The CPI price index rose 0.4% last month, after advancing at the same pace as in February, the United States Department of Labor said on Wednesday (10).

Gasoline and housing costs, which include rent, accounted for more than half of the increase.

In the 12 months to March, the CPI increased by 3.5%, also due to lower numbers last year. In February, accumulated inflation was 3.2%.

Economists consulted by Reuters predicted that the CPI would increase 0.3% in the month and advance to 3.4% on an annual basis.

Excluding the volatile food and energy components, the CPI rose 0.4% last month, following a similar increase in February and January.

In the 12 months to March, the so-called core index rose 3.8%, matching February’s increase.

While the rise in consumer prices has slowed from a peak of 9.1% in June 2022, the downward trend has slowed in recent months. The US central bank has an inflation target of 2%.

Following stronger-than-expected March job growth last week, as well as a drop in the unemployment rate to 3.8% from 3.9% in February, some economists have pushed back interest rate cut expectations to July. Others still believe that the Fed (Federal Reserve) will act in June. A minority sees the window for interest rate cuts closing.

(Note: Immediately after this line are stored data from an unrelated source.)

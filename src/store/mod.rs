//! Single-slot outcome storage.
//!
//! Each [`Outcome`] names one slot holding the latest XML document written to
//! it. Writes overwrite; there is no history.

pub mod file;
pub mod memory;

use std::fmt;

use async_trait::async_trait;

use crate::error::RelayError;

pub use file::FileOutcomeStore;
pub use memory::InMemoryOutcomeStore;

#[derive(Debug, Clone, Copy, PartialEq, Eq, Hash)]
pub enum Outcome {
    Success,
    Failure,
}

impl Outcome {
    pub fn as_str(self) -> &'static str {
        match self {
            Outcome::Success => "success",
            Outcome::Failure => "failure",
        }
    }
}

impl fmt::Display for Outcome {
    fn fmt(&self, f: &mut fmt::Formatter<'_>) -> fmt::Result {
        f.write_str(self.as_str())
    }
}

/// Latest-writer slot storage keyed by outcome.
///
/// Implementations must serialize concurrent writers to the same slot so a
/// slot never holds an interleaving of two documents.
#[async_trait]
pub trait OutcomeStore: Send + Sync {
    /// Replace the content of `outcome`'s slot.
    async fn write(&self, outcome: Outcome, xml: &[u8]) -> Result<(), RelayError>;

    /// Current content of `outcome`'s slot, `None` if never written.
    async fn read(&self, outcome: Outcome) -> Result<Option<Vec<u8>>, RelayError>;

    async fn write_success(&self, xml: &[u8]) -> Result<(), RelayError> {
        self.write(Outcome::Success, xml).await
    }

    async fn write_failure(&self, xml: &[u8]) -> Result<(), RelayError> {
        self.write(Outcome::Failure, xml).await
    }
}
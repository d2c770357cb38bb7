use std::io;
use std::path::{Path, PathBuf};

use async_trait::async_trait;
use tokio::sync::Mutex;
use tracing::debug;

use super::{Outcome, OutcomeStore};
use crate::error::RelayError;

/// One file per outcome, overwritten on every write.
///
/// Each slot has its own mutex: writers to the same file are serialized,
/// writers to different files proceed independently.
pub struct FileOutcomeStore {
    success: Mutex<PathBuf>,
    failure: Mutex<PathBuf>,
}

impl FileOutcomeStore {
    pub fn new(success_path: impl Into<PathBuf>, failure_path: impl Into<PathBuf>) -> Self {
        Self {
            success: Mutex::new(success_path.into()),
            failure: Mutex::new(failure_path.into()),
        }
    }

    fn slot(&self, outcome: Outcome) -> &Mutex<PathBuf> {
        match outcome {
            Outcome::Success => &self.success,
            Outcome::Failure => &self.failure,
        }
    }

    pub async fn path(&self, outcome: Outcome) -> PathBuf {
        self.slot(outcome).lock().await.clone()
    }
}

#[async_trait]
impl OutcomeStore for FileOutcomeStore {
    async fn write(&self, outcome: Outcome, xml: &[u8]) -> Result<(), RelayError> {
        let path = self.slot(outcome).lock().await;
        tokio::fs::write(path.as_path(), xml)
            .await
            .map_err(|source| RelayError::Storage {
                slot: outcome.as_str(),
                source,
            })?;
        debug!(%outcome, path = %path.display(), bytes = xml.len(), "outcome written");
        Ok(())
    }

    async fn read(&self, outcome: Outcome) -> Result<Option<Vec<u8>>, RelayError> {
        let path = self.slot(outcome).lock().await;
        read_optional(&path).await.map_err(|source| RelayError::Storage {
            slot: outcome.as_str(),
            source,
        })
    }
}

async fn read_optional(path: &Path) -> io::Result<Option<Vec<u8>>> {
    match tokio::fs::read(path).await {
        Ok(content) => Ok(Some(content)),
        Err(e) if e.kind() == io::ErrorKind::NotFound => Ok(None),
        Err(e) => Err(e),
    }
}
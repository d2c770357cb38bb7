pub mod envelope;
pub mod payload;

pub use envelope::{Body, Envelope, PaymentQueryMessage};
pub use payload::TransportPayload;
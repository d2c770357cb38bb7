use std::path::PathBuf;
use std::time::Duration;

use reqwest::Url;

use crate::crypto::credential::HashedCredential;
use crate::error::RelayError;
use crate::gate::ReferencePolicy;

/// Path of the receiver's single endpoint.
pub const RECEIVE_PATH: &str = "/receive";

const DEFAULT_ENDPOINT: &str = "http://localhost:8080/receive";
const DEFAULT_TIMEOUT: Duration = Duration::from_secs(10);
const DEFAULT_SUCCESS_PATH: &str = "success.xml";
const DEFAULT_FAILURE_PATH: &str = "failed.xml";

pub struct OriginatorConfig {
    pub endpoint: Url,
    pub timeout: Duration,
    pub http_client: Option<reqwest::Client>,
}

#[derive(Default)]
pub struct OriginatorConfigBuilder {
    endpoint: Option<String>,
    timeout: Option<Duration>,
    http_client: Option<reqwest::Client>,
}

impl OriginatorConfig {
    pub fn builder() -> OriginatorConfigBuilder {
        OriginatorConfigBuilder::default()
    }
}

impl OriginatorConfigBuilder {
    pub fn endpoint(mut self, endpoint: impl Into<String>) -> Self {
        self.endpoint = Some(endpoint.into());
        self
    }

    pub fn timeout(mut self, timeout: Duration) -> Self {
        self.timeout = Some(timeout);
        self
    }

    pub fn http_client(mut self, client: reqwest::Client) -> Self {
        self.http_client = Some(client);
        self
    }

    pub fn build(self) -> Result<OriginatorConfig, RelayError> {
        let raw = self
            .endpoint
            .unwrap_or_else(|| DEFAULT_ENDPOINT.to_string());
        let endpoint = Url::parse(&raw)
            .map_err(|e| RelayError::Config(format!("invalid endpoint {raw:?}: {e}")))?;
        if !matches!(endpoint.scheme(), "http" | "https") {
            return Err(RelayError::Config(format!(
                "endpoint must be http or https, got {}",
                endpoint.scheme()
            )));
        }

        let timeout = self.timeout.unwrap_or(DEFAULT_TIMEOUT);
        if timeout.is_zero() {
            return Err(RelayError::Config("timeout must be non-zero".into()));
        }

        Ok(OriginatorConfig {
            endpoint,
            timeout,
            http_client: self.http_client,
        })
    }
}

pub struct ReceiverConfig {
    pub success_path: PathBuf,
    pub failure_path: PathBuf,
    pub reference: ReferencePolicy,
}

#[derive(Default)]
pub struct ReceiverConfigBuilder {
    success_path: Option<PathBuf>,
    failure_path: Option<PathBuf>,
    registered_hash: Option<String>,
}

impl ReceiverConfig {
    pub fn builder() -> ReceiverConfigBuilder {
        ReceiverConfigBuilder::default()
    }
}

impl ReceiverConfigBuilder {
    pub fn success_path(mut self, path: impl Into<PathBuf>) -> Self {
        self.success_path = Some(path.into());
        self
    }

    pub fn failure_path(mut self, path: impl Into<PathBuf>) -> Self {
        self.failure_path = Some(path.into());
        self
    }

    /// Verify inbound credentials against this PHC-encoded hash instead of
    /// hashing each inbound credential on the fly.
    pub fn registered_hash(mut self, encoded: impl Into<String>) -> Self {
        self.registered_hash = Some(encoded.into());
        self
    }

    pub fn build(self) -> Result<ReceiverConfig, RelayError> {
        let success_path = self
            .success_path
            .unwrap_or_else(|| PathBuf::from(DEFAULT_SUCCESS_PATH));
        let failure_path = self
            .failure_path
            .unwrap_or_else(|| PathBuf::from(DEFAULT_FAILURE_PATH));

        if success_path == failure_path {
            return Err(RelayError::Config(format!(
                "success and failure outcomes share one path: {}",
                success_path.display()
            )));
        }

        let reference = match self.registered_hash {
            Some(encoded) => ReferencePolicy::Registered(
                HashedCredential::parse(encoded)
                    .map_err(|e| RelayError::Config(format!("registered_hash: {e}")))?,
            ),
            None => ReferencePolicy::EchoInbound,
        };

        Ok(ReceiverConfig {
            success_path,
            failure_path,
            reference,
        })
    }
}
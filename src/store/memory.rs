use std::collections::HashMap;

use async_trait::async_trait;
use tokio::sync::RwLock;

use super::{Outcome, OutcomeStore};
use crate::error::RelayError;

/// In-memory slots, for tests and embedders that persist elsewhere.
#[derive(Default)]
pub struct InMemoryOutcomeStore {
    slots: RwLock<HashMap<Outcome, Vec<u8>>>,
}

impl InMemoryOutcomeStore {
    pub fn new() -> Self {
        Self::default()
    }

    /// Number of slots holding a document.
    pub async fn len(&self) -> usize {
        self.slots.read().await.len()
    }

    pub async fn is_empty(&self) -> bool {
        self.slots.read().await.is_empty()
    }
}

#[async_trait]
impl OutcomeStore for InMemoryOutcomeStore {
    async fn write(&self, outcome: Outcome, xml: &[u8]) -> Result<(), RelayError> {
        self.slots.write().await.insert(outcome, xml.to_vec());
        Ok(())
    }

    async fn read(&self, outcome: Outcome) -> Result<Option<Vec<u8>>, RelayError> {
        Ok(self.slots.read().await.get(&outcome).cloned())
    }
}

#[cfg(test)]
mod tests {
    use super::*;

    #[tokio::test]
    async fn test_new_store_is_empty() {
        let store = InMemoryOutcomeStore::new();
        assert!(store.is_empty().await);
        assert!(store.read(Outcome::Success).await.unwrap().is_none());
    }

    #[tokio::test]
    async fn test_slots_are_independent() {
        let store = InMemoryOutcomeStore::new();
        store.write_success(b"<ok/>").await.unwrap();
        assert_eq!(store.len().await, 1);
        assert!(store.read(Outcome::Failure).await.unwrap().is_none());

        store.write_failure(b"<failed/>").await.unwrap();
        assert_eq!(store.len().await, 2);
        assert_eq!(store.read(Outcome::Success).await.unwrap().unwrap(), b"<ok/>");
    }

    #[tokio::test]
    async fn test_write_replaces_previous() {
        let store = InMemoryOutcomeStore::new();
        store.write(Outcome::Failure, b"<a/>").await.unwrap();
        store.write(Outcome::Failure, b"<b/>").await.unwrap();
        assert_eq!(store.len().await, 1);
        assert_eq!(store.read(Outcome::Failure).await.unwrap().unwrap(), b"<b/>");
    }
}
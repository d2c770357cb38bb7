use std::error::Error as _;

use reqwest::StatusCode;
use reqwest::header::CONTENT_TYPE;
use tracing::{debug, info, warn};

use crate::codec;
use crate::config::OriginatorConfig;
use crate::error::RelayError;
use crate::model::{Envelope, TransportPayload};

/// Correlation header attached to every send. Carries no protocol meaning.
pub const REQUEST_ID_HEADER: &str = "X-Request-Id";

/// Result of one send attempt.
#[derive(Debug, Clone, PartialEq, Eq)]
pub enum TransportResult {
    /// The receiver answered `200 OK`.
    Acknowledged,
    /// The receiver answered with any other status. The body is discarded.
    Rejected(StatusCode),
    /// The request never completed: connect failure, I/O error or timeout.
    Unreachable(String),
}

impl TransportResult {
    pub fn is_acknowledged(&self) -> bool {
        matches!(self, TransportResult::Acknowledged)
    }

    /// Convert the non-acknowledged variants into errors for `?` callers.
    pub fn into_result(self) -> Result<(), RelayError> {
        match self {
            TransportResult::Acknowledged => Ok(()),
            TransportResult::Rejected(status) => Err(RelayError::Rejected(status)),
            TransportResult::Unreachable(cause) => Err(RelayError::Unreachable(cause)),
        }
    }
}

/// Originator side of the relay: wraps an envelope and a credential into a
/// transport payload and posts it once to the receiver.
///
/// There is no retry. A failed attempt is reported to the caller as is.
pub struct OriginatorClient {
    config: OriginatorConfig,
    http: reqwest::Client,
}

impl OriginatorClient {
    pub fn new(config: OriginatorConfig) -> Self {
        let http = config.http_client.clone().unwrap_or_default();
        Self { config, http }
    }

    pub fn endpoint(&self) -> &reqwest::Url {
        &self.config.endpoint
    }

    /// Send one envelope with its credential.
    ///
    /// `Err` means nothing was put on the wire; every outcome of the network
    /// attempt itself is a [`TransportResult`].
    pub async fn send(
        &self,
        envelope: &Envelope,
        credential: &str,
    ) -> Result<TransportResult, RelayError> {
        let payload = TransportPayload::new(envelope.clone(), credential);
        let body = serde_json::to_vec(&payload).map_err(RelayError::PayloadEncode)?;
        Ok(self.post(body).await)
    }

    /// Decode an XML payment-query document and send it.
    pub async fn send_xml(
        &self,
        xml: &[u8],
        credential: &str,
    ) -> Result<TransportResult, RelayError> {
        let envelope = codec::decode(xml)?;
        self.send(&envelope, credential).await
    }

    async fn post(&self, body: Vec<u8>) -> TransportResult {
        let request_id = uuid::Uuid::new_v4().to_string();
        let endpoint = self.config.endpoint.as_str();
        debug!(endpoint, request_id, bytes = body.len(), "sending payment query");

        let sent = self
            .http
            .post(self.config.endpoint.clone())
            .timeout(self.config.timeout)
            .header(CONTENT_TYPE, "application/json")
            .header(REQUEST_ID_HEADER, &request_id)
            .body(body)
            .send()
            .await;

        match sent {
            Ok(resp) if resp.status() == StatusCode::OK => {
                info!(endpoint, request_id, "receiver acknowledged");
                TransportResult::Acknowledged
            }
            Ok(resp) => {
                let status = resp.status();
                warn!(endpoint, request_id, %status, "receiver failed to acknowledge");
                TransportResult::Rejected(status)
            }
            Err(e) => {
                let cause = if e.is_timeout() {
                    format!("request timed out after {:?}", self.config.timeout)
                } else {
                    error_chain(&e)
                };
                warn!(endpoint, request_id, cause, "receiver unreachable");
                TransportResult::Unreachable(cause)
            }
        }
    }
}

fn error_chain(err: &reqwest::Error) -> String {
    let mut message = err.to_string();
    let mut source = err.source();
    while let Some(inner) = source {
        message.push_str(": ");
        message.push_str(&inner.to_string());
        source = inner.source();
    }
    message
}
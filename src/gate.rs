//! Credential verification gate.
//!
//! With the default [`ReferencePolicy::EchoInbound`] the gate hashes the
//! inbound credential and verifies that same credential against the fresh
//! hash. Nothing is pre-registered, so this only fails when hashing itself
//! fails. [`ReferencePolicy::Registered`] checks against a hash supplied up
//! front instead and must be opted into explicitly.

use tracing::debug;

use crate::crypto::credential::{HashedCredential, hash_credential, verify_credential};
use crate::error::RelayError;
use crate::store::Outcome;

/// Where the reference hash comes from.
#[derive(Debug, Clone, Default)]
pub enum ReferencePolicy {
    /// Hash the inbound credential on every request and verify against it.
    #[default]
    EchoInbound,
    /// Verify against a previously registered hash.
    Registered(HashedCredential),
}

/// Binary verification result. Never persisted, never returned to the originator.
#[derive(Debug, Clone, Copy, PartialEq, Eq)]
pub enum VerificationOutcome {
    Verified,
    NotVerified,
}

impl VerificationOutcome {
    /// Slot the message is filed to.
    pub fn destination(self) -> Outcome {
        match self {
            VerificationOutcome::Verified => Outcome::Success,
            VerificationOutcome::NotVerified => Outcome::Failure,
        }
    }
}

impl From<bool> for VerificationOutcome {
    fn from(matched: bool) -> Self {
        if matched {
            VerificationOutcome::Verified
        } else {
            VerificationOutcome::NotVerified
        }
    }
}

#[derive(Debug, Clone, Default)]
pub struct VerificationGate {
    policy: ReferencePolicy,
}

impl VerificationGate {
    pub fn new(policy: ReferencePolicy) -> Self {
        Self { policy }
    }

    pub fn policy(&self) -> &ReferencePolicy {
        &self.policy
    }

    /// Evaluate a credential.
    ///
    /// Argon2 is CPU bound, so hashing and verification run on the blocking
    /// thread pool. Fails with `Hashing` when the reference hash cannot be
    /// computed and with `Verification` when the reference hash is malformed.
    pub async fn evaluate(&self, credential: &str) -> Result<VerificationOutcome, RelayError> {
        let policy = self.policy.clone();
        let credential = credential.to_owned();
        tokio::task::spawn_blocking(move || evaluate_blocking(&policy, &credential))
            .await
            .map_err(|e| RelayError::Hashing(format!("task join: {e}")))?
    }
}

fn evaluate_blocking(
    policy: &ReferencePolicy,
    credential: &str,
) -> Result<VerificationOutcome, RelayError> {
    let reference = match policy {
        ReferencePolicy::EchoInbound => hash_credential(credential)?,
        ReferencePolicy::Registered(hashed) => hashed.clone(),
    };

    let outcome = VerificationOutcome::from(verify_credential(credential, &reference)?);
    debug!(?outcome, "credential evaluated");
    Ok(outcome)
}
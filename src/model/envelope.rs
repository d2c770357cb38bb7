use serde::{Deserialize, Serialize};

/// Namespace URI conventionally bound to the `soapenv` prefix.
pub const SOAPENV_NAMESPACE: &str = "http://schemas.xmlsoap.org/soap/envelope/";
/// Namespace URI conventionally bound to the `c2b` prefix.
pub const C2B_NAMESPACE: &str = "http://cps.huawei.com/cpsinterface/c2bpayment";

/// Payment-query result carried end-to-end.
///
/// Every field is opaque text and travels verbatim: nothing is parsed,
/// trimmed or validated. JSON keys match the XML leaf names.
#[derive(Debug, Clone, Default, PartialEq, Eq, Serialize, Deserialize)]
#[serde(default)]
pub struct PaymentQueryMessage {
    #[serde(rename = "ResultCode")]
    pub result_code: String,
    #[serde(rename = "ResultDesc")]
    pub result_desc: String,
    #[serde(rename = "TransID")]
    pub transaction_id: String,
    #[serde(rename = "BillRefNumber")]
    pub bill_reference_number: String,
    #[serde(rename = "UtilityName")]
    pub utility_name: String,
    #[serde(rename = "CustomerName")]
    pub customer_name: String,
    #[serde(rename = "Amount")]
    pub amount: String,
}

impl PaymentQueryMessage {
    /// Leaf element names in wire order.
    pub const FIELDS: [&'static str; 7] = [
        "ResultCode",
        "ResultDesc",
        "TransID",
        "BillRefNumber",
        "UtilityName",
        "CustomerName",
        "Amount",
    ];

    /// Fields paired with their leaf names, in wire order.
    pub fn fields(&self) -> [(&'static str, &str); 7] {
        [
            ("ResultCode", self.result_code.as_str()),
            ("ResultDesc", self.result_desc.as_str()),
            ("TransID", self.transaction_id.as_str()),
            ("BillRefNumber", self.bill_reference_number.as_str()),
            ("UtilityName", self.utility_name.as_str()),
            ("CustomerName", self.customer_name.as_str()),
            ("Amount", self.amount.as_str()),
        ]
    }

    /// Mutable slot for a leaf name, `None` for names outside the schema.
    pub fn field_mut(&mut self, name: &str) -> Option<&mut String> {
        match name {
            "ResultCode" => Some(&mut self.result_code),
            "ResultDesc" => Some(&mut self.result_desc),
            "TransID" => Some(&mut self.transaction_id),
            "BillRefNumber" => Some(&mut self.bill_reference_number),
            "UtilityName" => Some(&mut self.utility_name),
            "CustomerName" => Some(&mut self.customer_name),
            "Amount" => Some(&mut self.amount),
            _ => None,
        }
    }
}

#[derive(Debug, Clone, Default, PartialEq, Eq, Serialize, Deserialize)]
#[serde(default)]
pub struct Body {
    #[serde(rename = "C2BPaymentQueryResult")]
    pub payment_query_result: PaymentQueryMessage,
}

/// SOAP-style envelope: namespace declarations, an empty header and a body
/// holding exactly one [`PaymentQueryMessage`].
///
/// The namespace fields hold the URIs declared on the root element. They are
/// not interpreted, only carried so the document shape survives a
/// decode/encode cycle.
#[derive(Debug, Clone, Default, PartialEq, Eq, Serialize, Deserialize)]
#[serde(default)]
pub struct Envelope {
    #[serde(rename = "Soapenv")]
    pub soapenv: String,
    #[serde(rename = "C2b")]
    pub c2b: String,
    #[serde(rename = "Header")]
    pub header: String,
    #[serde(rename = "Body")]
    pub body: Body,
}

impl Envelope {
    /// Wrap a message with the standard namespace URIs and an empty header.
    pub fn new(message: PaymentQueryMessage) -> Self {
        Self {
            soapenv: SOAPENV_NAMESPACE.to_string(),
            c2b: C2B_NAMESPACE.to_string(),
            header: String::new(),
            body: Body {
                payment_query_result: message,
            },
        }
    }

    pub fn message(&self) -> &PaymentQueryMessage {
        &self.body.payment_query_result
    }
}
//! Versioned binary container and its Base64 presentation
//!
//! Layout (format version 1):
//!   version[1] || salt[16] || nonce[12] || ciphertext || tag[16]
//!
//! The tag is not split off here; it travels with the ciphertext and is
//! consumed by the AEAD in [`crate::secretcrypt`].

use base64::{Engine, engine::general_purpose::STANDARD};

use crate::error::{CryptpadError, ErrorCategory, ErrorKind, Result};
use crate::kdf::SALT_LEN;

/// The only container version this codec reads or writes.
pub const FORMAT_VERSION: u8 = 1;

/// AES-GCM nonce length in bytes
pub const NONCE_LEN: usize = 12;

/// AES-GCM authentication tag length in bytes
pub const TAG_LEN: usize = 16;

/// Fixed-size prefix: version + salt + nonce
pub const HEADER_LEN: usize = 1 + SALT_LEN + NONCE_LEN; // 29

#[derive(Debug, Clone, PartialEq, Eq)]
pub struct Container {
    pub version: u8,
    pub salt: [u8; SALT_LEN],
    pub nonce: [u8; NONCE_LEN],
    /// Ciphertext with the trailing authentication tag.
    pub sealed: Vec<u8>,
}

impl Container {
    pub fn new(salt: [u8; SALT_LEN], nonce: [u8; NONCE_LEN], sealed: Vec<u8>) -> Self {
        Self {
            version: FORMAT_VERSION,
            salt,
            nonce,
            sealed,
        }
    }

    pub fn to_bytes(&self) -> Vec<u8> {
        let mut out = Vec::with_capacity(HEADER_LEN + self.sealed.len());
        out.push(self.version);
        out.extend_from_slice(&self.salt);
        out.extend_from_slice(&self.nonce);
        out.extend_from_slice(&self.sealed);
        out
    }

    pub fn from_bytes(data: &[u8]) -> Result<Self> {
        if data.len() < HEADER_LEN {
            return Err(CryptpadError::format(
                ErrorKind::TruncatedInput,
                format!(
                    "container is {} bytes, shorter than the {} byte header; likely truncated",
                    data.len(),
                    HEADER_LEN
                ),
            ));
        }

        let version = data[0];
        if version != FORMAT_VERSION {
            return Err(CryptpadError::format(
                ErrorKind::UnsupportedVersion,
                format!("unsupported container version {}", version),
            ));
        }

        let mut pos = 1;
        let mut salt = [0u8; SALT_LEN];
        salt.copy_from_slice(&data[pos..pos + SALT_LEN]);
        pos += SALT_LEN;

        let mut nonce = [0u8; NONCE_LEN];
        nonce.copy_from_slice(&data[pos..pos + NONCE_LEN]);
        pos += NONCE_LEN;

        Ok(Self {
            version,
            salt,
            nonce,
            sealed: data[pos..].to_vec(),
        })
    }

    /// Standard (padded) Base64 of the binary layout.
    pub fn serialize(&self) -> String {
        STANDARD.encode(self.to_bytes())
    }

    pub fn parse(encoded: &str) -> Result<Self> {
        let data = decode_base64(encoded)?;
        Self::from_bytes(&data)
    }
}

pub(crate) fn decode_base64(encoded: &str) -> Result<Vec<u8>> {
    STANDARD.decode(encoded).map_err(|e| {
        CryptpadError::with_kind_and_source(
            ErrorCategory::User,
            ErrorKind::ArmoringDecode,
            format!("base64 decoding failed: {}", e),
            e,
        )
    })
}

#[cfg(test)]
mod tests {
    use super::*;

    fn sample() -> Container {
        Container::new([0x42; SALT_LEN], [0x24; NONCE_LEN], vec![0xAB; 20])
    }

    #[test]
    fn test_layout_order() {
        let bytes = sample().to_bytes();
        assert_eq!(bytes.len(), HEADER_LEN + 20);
        assert_eq!(bytes[0], FORMAT_VERSION);
        assert_eq!(&bytes[1..17], &[0x42; 16]);
        assert_eq!(&bytes[17..29], &[0x24; 12]);
        assert_eq!(&bytes[29..], &[0xAB; 20]);
    }

    #[test]
    fn test_parse_serialize() {
        let container = sample();
        let parsed = Container::parse(&container.serialize()).unwrap();
        assert_eq!(parsed, container);
    }

    #[test]
    fn test_header_only_is_accepted() {
        let container = Container::new([1; SALT_LEN], [2; NONCE_LEN], Vec::new());
        let parsed = Container::from_bytes(&container.to_bytes()).unwrap();
        assert!(parsed.sealed.is_empty());
    }

    #[test]
    fn test_truncated() {
        let bytes = sample().to_bytes();
        let err = Container::from_bytes(&bytes[..HEADER_LEN - 1]).unwrap_err();
        assert_eq!(err.kind, Some(ErrorKind::TruncatedInput));
        assert!(err.is_format_error());
    }

    #[test]
    fn test_empty_input() {
        let err = Container::parse("").unwrap_err();
        assert_eq!(err.kind, Some(ErrorKind::TruncatedInput));
    }

    #[test]
    fn test_version_99_rejected() {
        let mut container = sample();
        container.version = 99;
        let err = Container::parse(&container.serialize()).unwrap_err();
        assert_eq!(err.kind, Some(ErrorKind::UnsupportedVersion));
        assert!(err.is_format_error());
    }

    #[test]
    fn test_bad_base64() {
        let err = Container::parse("not$base64!").unwrap_err();
        assert_eq!(err.kind, Some(ErrorKind::ArmoringDecode));
    }

    #[test]
    fn test_known_encoding() {
        let container = Container::new([0; SALT_LEN], [0; NONCE_LEN], vec![0xFF; 3]);
        // 0x01 followed by 28 zero bytes and ff ff ff
        assert_eq!(
            container.serialize(),
            "AQAAAAAAAAAAAAAAAAAAAAAAAAAAAAAAAAAAAAD///8="
        );
    }
}
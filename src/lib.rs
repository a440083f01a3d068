//! DA-CryptPad - password-encrypted tree notebook
//!
//! A document is a tree of titled text entries. It is serialized to XML
//! markup, sealed with AES-256-GCM under a PBKDF2-derived key and stored as
//! ASCII-armored Base64. Files from older releases (AES-128-ECB) can still
//! be opened and are upgraded on the next save.

#![forbid(unsafe_code)]

pub mod codec;
pub mod config;
pub mod container;
pub mod document;
pub mod error;
pub mod file_ops;
pub mod kdf;
pub mod legacy;
pub mod markup;
pub mod passgen;
pub mod passphrase;
pub mod secretcrypt;
pub mod varmor;

pub use codec::{Codec, Decoded};
pub use config::CodecConfig;
pub use document::{Change, Document, EntryId, EntryTree};
pub use error::{CryptpadError, ErrorCategory, ErrorKind, Result};
pub use secretcrypt::CipherScheme;
pub use varmor::ArmorKind;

Fed Chairman Jerome Powell has repeatedly said the central bank is in no rush to start cutting lending rates.

Financial markets as of Wednesday were seeing a probability of about 56.0% that the Fed would cut rates at its June 11-12 policy meeting, according to CME’s FedWatch tool.

Since July 2023, the Fed has maintained its rate in the range of 5.25% to 5.50%, after increasing it by 5.25 points from March 2022.